Reproduce, exactly and in full, only the lines below from the one containing "- Photo width" through the one containing "let value = (matte[idx]".

- _Collected data entries_
• • • •
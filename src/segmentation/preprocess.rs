use super::types::Mask;
use image::{imageops, RgbImage};
use ndarray::Array4;

/// Preprocessor for converting photos to model input tensors
pub struct Preprocessor {
    target_width: u32,
    target_height: u32,
}

impl Preprocessor {
    pub fn new(target_width: u32, target_height: u32) -> Self {
        Self {
            target_width,
            target_height,
        }
    }

    /// Preprocess a photo into a normalized NCHW tensor
    ///
    /// Steps:
    /// 1. Resize to the model's input dimensions
    /// 2. Convert to float and normalize to [-1, 1] (MODNet convention)
    /// 3. Transpose from HWC to NCHW format
    ///
    /// Returns: Array4<f32> with shape [1, 3, height, width]
    pub fn preprocess(&self, photo: &RgbImage) -> Array4<f32> {
        let _span = tracing::debug_span!("preprocess").entered();

        // Resize if needed
        let resized = if photo.dimensions() != (self.target_width, self.target_height) {
            imageops::resize(
                photo,
                self.target_width,
                self.target_height,
                imageops::FilterType::Lanczos3,
            )
        } else {
            photo.clone()
        };

        let (width, height) = resized.dimensions();
        let mut tensor = Array4::<f32>::zeros((1, 3, height as usize, width as usize));

        for y in 0..height {
            for x in 0..width {
                let pixel = resized.get_pixel(x, y);

                // Normalize to [-1, 1]
                let r = pixel[0] as f32 / 127.5 - 1.0;
                let g = pixel[1] as f32 / 127.5 - 1.0;
                let b = pixel[2] as f32 / 127.5 - 1.0;

                tensor[[0, 0, y as usize, x as usize]] = r;
                tensor[[0, 1, y as usize, x as usize]] = g;
                tensor[[0, 2, y as usize, x as usize]] = b;
            }
        }

        tensor
    }

    /// Postprocess a model output matte into a photo-resolution [`Mask`]
    ///
    /// # Arguments
    /// * `matte` - Flattened matte at model resolution, values 0.0-1.0
    /// * `matte_width` - Width of the matte
    /// * `matte_height` - Height of the matte
    /// * `target_width` - Photo width
    /// * `target_height` - Photo height
    pub fn postprocess_matte(
        matte: &[f32],
        matte_width: u32,
        matte_height: u32,
        target_width: u32,
        target_height: u32,
    ) -> Mask {
        let _span = tracing::debug_span!("postprocess").entered();

        // Quantize to one opacity byte per pixel
        let gray = image::GrayImage::from_fn(matte_width, matte_height, |x, y| {
            let idx = (y * matte_width + x) as usize;
            let value = (matte[idx] * 255.0).clamp(0.0, 255.0) as u8;
            image::Luma([value])
        });

        // If dimensions match, no resize needed
        if matte_width == target_width && matte_height == target_height {
            return Mask::new(target_width, target_height, gray.into_raw());
        }

        let resized = imageops::resize(
            &gray,
            target_width,
            target_height,
            imageops::FilterType::Lanczos3,
        );

        Mask::new(target_width, target_height, resized.into_raw())
    }
}

#[cfg(test)]
mod tests {
    use super::*;

    #[test]
    fn preprocess_normalizes_to_symmetric_range() {
        let photo = RgbImage::from_pixel(4, 4, image::Rgb([255, 0, 128]));
        let tensor = Preprocessor::new(4, 4).preprocess(&photo);

        assert_eq!(tensor.shape(), &[1, 3, 4, 4]);
        assert!((tensor[[0, 0, 0, 0]] - 1.0).abs() < 1e-6);
        assert!((tensor[[0, 1, 0, 0]] + 1.0).abs() < 1e-6);
        assert!(tensor[[0, 2, 0, 0]].abs() < 0.01);
    }

    #[test]
    fn postprocess_quantizes_without_resize() {
        let matte = vec![0.0, 0.25, 0.5, 1.0];
        let mask = Preprocessor::postprocess_matte(&matte, 2, 2, 2, 2);

        assert_eq!(mask.dimensions(), (2, 2));
        assert_eq!(mask.get(0, 0), Some(0));
        assert_eq!(mask.get(1, 1), Some(255));
    }

    #[test]
    fn postprocess_resizes_to_photo_resolution() {
        let matte = vec![1.0; 16];
        let mask = Preprocessor::postprocess_matte(&matte, 4, 4, 8, 6);

        assert_eq!(mask.dimensions(), (8, 6));
        assert_eq!(mask.get(4, 3), Some(255));
    }
}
• • • •
- _EXERCISE OUTPUT_
    /// * `target_width` - Photo width
    /// * `target_height` - Photo height
    pub fn postprocess_matte(
        matte: &[f32],
        matte_width: u32,
        matte_height: u32,
        target_width: u32,
        target_height: u32,
    ) -> Mask {
        let _span = tracing::debug_span!("postprocess").entered();

        // Quantize to one opacity byte per pixel
        let gray = image::GrayImage::from_fn(matte_width, matte_height, |x, y| {
            let idx = (y * matte_width + x) as usize;
            let value = (matte[idx] * 255.0).clamp(0.0, 255.0) as u8;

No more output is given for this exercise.